[Task item] Copy out every line of the data that has the word "into" somewhere in it.

[Given data]
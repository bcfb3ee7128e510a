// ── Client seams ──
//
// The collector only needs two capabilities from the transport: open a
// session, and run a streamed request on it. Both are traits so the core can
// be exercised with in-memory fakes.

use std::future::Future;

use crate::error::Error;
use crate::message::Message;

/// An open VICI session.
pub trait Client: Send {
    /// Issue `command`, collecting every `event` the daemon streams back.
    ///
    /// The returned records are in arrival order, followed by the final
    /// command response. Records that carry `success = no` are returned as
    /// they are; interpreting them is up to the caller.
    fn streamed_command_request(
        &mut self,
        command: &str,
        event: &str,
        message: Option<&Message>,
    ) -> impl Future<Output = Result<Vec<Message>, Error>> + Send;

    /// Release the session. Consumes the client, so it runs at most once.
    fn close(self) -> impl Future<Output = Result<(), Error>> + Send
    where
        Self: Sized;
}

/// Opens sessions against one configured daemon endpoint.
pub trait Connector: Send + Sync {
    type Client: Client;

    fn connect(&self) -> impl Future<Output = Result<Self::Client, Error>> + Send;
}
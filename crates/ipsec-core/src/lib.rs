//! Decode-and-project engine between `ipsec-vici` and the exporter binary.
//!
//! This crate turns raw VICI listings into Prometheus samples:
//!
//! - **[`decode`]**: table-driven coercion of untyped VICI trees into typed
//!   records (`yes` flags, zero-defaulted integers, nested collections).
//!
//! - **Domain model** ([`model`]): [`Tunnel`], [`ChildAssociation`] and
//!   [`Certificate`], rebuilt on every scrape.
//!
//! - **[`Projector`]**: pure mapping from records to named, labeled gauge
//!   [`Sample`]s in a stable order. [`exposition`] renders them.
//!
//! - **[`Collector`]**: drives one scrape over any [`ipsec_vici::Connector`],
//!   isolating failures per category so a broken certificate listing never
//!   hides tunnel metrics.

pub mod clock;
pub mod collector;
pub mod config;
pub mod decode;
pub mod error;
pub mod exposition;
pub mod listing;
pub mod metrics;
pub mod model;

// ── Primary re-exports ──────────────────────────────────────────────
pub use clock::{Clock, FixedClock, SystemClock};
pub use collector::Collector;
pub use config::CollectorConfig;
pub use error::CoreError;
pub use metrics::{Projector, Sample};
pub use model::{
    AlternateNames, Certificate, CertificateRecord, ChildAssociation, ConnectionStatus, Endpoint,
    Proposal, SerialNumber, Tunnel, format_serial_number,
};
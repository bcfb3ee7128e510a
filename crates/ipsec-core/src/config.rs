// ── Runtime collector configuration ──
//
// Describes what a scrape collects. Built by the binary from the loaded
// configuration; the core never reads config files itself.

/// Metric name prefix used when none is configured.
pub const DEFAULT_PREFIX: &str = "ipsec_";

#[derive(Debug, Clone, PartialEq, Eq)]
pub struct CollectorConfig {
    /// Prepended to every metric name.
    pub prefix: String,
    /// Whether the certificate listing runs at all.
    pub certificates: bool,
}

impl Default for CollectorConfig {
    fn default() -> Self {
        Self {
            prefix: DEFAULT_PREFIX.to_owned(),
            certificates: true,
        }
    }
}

[Response area]
//! This crate turns raw VICI listings into Prometheus samples:
//! - **[`decode`]**: table-driven coercion of untyped VICI trees into typed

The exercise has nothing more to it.